Background: β-Hydroxybutyrate (BHB) is produced by fatty acid oxidation in the liver under the fasting state and confirmed to play a cardioprotective role in ischemia and hypertensive settings. Doxorubicin (DOX) is an effective chemotherapeutic drug, but limited by serious irreversible cardiotoxicity. However, whether BHB can protect from DOX-induced cardiotoxicity remains unknown. Methods and Results: C57BL/6 mice were intraperitoneally injected with DOX to induce cardiac toxicity and intragastrically administered into BHB for treatment.

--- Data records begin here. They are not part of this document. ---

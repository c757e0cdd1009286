use crossterm::event::{self, Event, KeyCode, KeyModifiers};

/// TUI-specific input events
#[derive(Debug, Clone, PartialEq, Eq)]
pub enum TuiEvent {
    /// Ctrl+C — quits from anywhere, regardless of what's focused.
    ForceQuit,
    /// Esc — backs out of a station, quits from the menu.
    Escape,
    /// Enter
    Submit,
    InputChar(char),
    Backspace,
    CursorUp,
    CursorDown,
    CursorLeft,
    CursorRight,
    /// Tab — next module in the station tab strip.
    NextTab,
    /// Shift+Tab — previous module.
    PrevTab,
    ScrollPageUp,
    ScrollPageDown,
    /// Terminal resize — just triggers a redraw.
    Resize,
}

/// Poll for an event with the given timeout.
pub fn poll_event_timeout(timeout: std::time::Duration) -> Option<TuiEvent> {
    if !event::poll(timeout).unwrap_or(false) {
        return None;
    }
    match event::read().ok()? {
        Event::Key(key_event) => {
            match (key_event.modifiers, key_event.code) {
                (KeyModifiers::CONTROL, KeyCode::Char('c')) => Some(TuiEvent::ForceQuit),
                (_, KeyCode::Esc) => Some(TuiEvent::Escape),
                (_, KeyCode::Enter) => Some(TuiEvent::Submit),
                (_, KeyCode::Backspace) => Some(TuiEvent::Backspace),
                (_, KeyCode::Tab) => Some(TuiEvent::NextTab),
                (_, KeyCode::BackTab) => Some(TuiEvent::PrevTab),
                (_, KeyCode::Up) => Some(TuiEvent::CursorUp),
                (_, KeyCode::Down) => Some(TuiEvent::CursorDown),
                (_, KeyCode::Left) => Some(TuiEvent::CursorLeft),
                (_, KeyCode::Right) => Some(TuiEvent::CursorRight),
                (_, KeyCode::PageUp) => Some(TuiEvent::ScrollPageUp),
                (_, KeyCode::PageDown) => Some(TuiEvent::ScrollPageDown),
                (_, KeyCode::Char(c)) => Some(TuiEvent::InputChar(c)),
                _ => None,
            }
        }
        Event::Resize(_, _) => Some(TuiEvent::Resize),
        _ => None,
    }
}

/// Poll for an event without blocking (returns immediately)
pub fn poll_event_immediate() -> Option<TuiEvent> {
    poll_event_timeout(std::time::Duration::ZERO)
}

They were randomly divided into three groups, namely a sham group (Sham), a doxorubicin group (DOX), and a doxorubicin+β-Hydroxybutyrate group (DOX + BHB). Echocardiography and pathological staining were performed to evaluate cardiac function and fibrosis. H9c2 cardiomyocyte was treated with DOX or BHB for in vitro experiments. Cell apoptosis and ROS were determined by flow cytometry. BHB significantly restored DOX-induced cardiac function decline and partially prevented cardiac reverse remodeling, characterized by increased cell size and decreased fibrosis. In vitro, BHB treatment decreased cellular injury and apoptosis. Also, BHB alleviated oxidative stress level and increased mitochondrial membrane potential. Conclusion: Our results suggested that BHB could protected from DOX-induced cardiotoxicity by inhibiting cell apoptosis and oxidative stress and maintaining mitochondrial membrane integrity.

Keywords: cardiotoxicity; doxorubicin; heart failure; metobolites; β-hydroxybutyrate.

FIGURE 1

BHB prevents doxorubicin-induced left ventricular dysfunction. (A) Ejection fraction (EF); (B) fractional shortening (FS); (C) left ventricular diastolic internal dimension (LVIDd); (D) and left ventricular systolic internal dimension (LVIDs) among sham, DOX and DOX + BHB groups; (F) the presentative echocardiography images among groups. Each group had 5 mice. ##p < 0.01, ###p < 0.001 vs. Sham. **p < 0.01 vs. DOX group. n. s, not significant.

FIGURE 2

BHB protects from DOX-induced cardiac remodeling. (A) HE staining; (B) Sirius red of tissues from sham, DOX and DOX + BHB group. Each group had 5 mice. ###p < 0.001 vs. Sham; *p < 0.05, **p < 0.01 vs. DOX.

FIGURE 3

BHB prevents DOX-induced cardiac cell apoptosis. Blue indicates nucleus, green indicates TUNEL positive cells, and Merge for apoptotic cells. Each group had 3 samples. ###p < 0.001 vs. Sham; ***p < 0.001 vs. DOX.

FIGURE 4

BHB alleviates oxidative stress induced by doxorubicin. (A) The MDA level among groups. (B) The ROS detection of cardiomyocytes among groups. Each group had 3 samples. ##p < 0.01 vs. Sham; *p < 0.05 vs. DOX.

FIGURE 5

BHB counteracts mitochondrial membrane potential decrease induced by doxorubicin (A) The LDH release level among groups. (B) The JC-1 staining of different groups. Red fluorescent signal (aggregated dye) indicated a normal mitochondrial membrane potential while green fluorescent signal (monomeric dye) suggested a decreased mitochondrial membrane potential. Each group had 3 samples. ##p < 0.01 vs. Sham; *p < 0.05 vs. DOX.

FIGURE 6

BHB alleviated cardiac injury via modulating ERK1/2 phosphorylation and MMP9 expression. The up-left is immunoblotting bands while two else are quantitative results. Each group had 2 samples. #p < 0.05 vs. Sham; *p < 0.05 vs. DOX.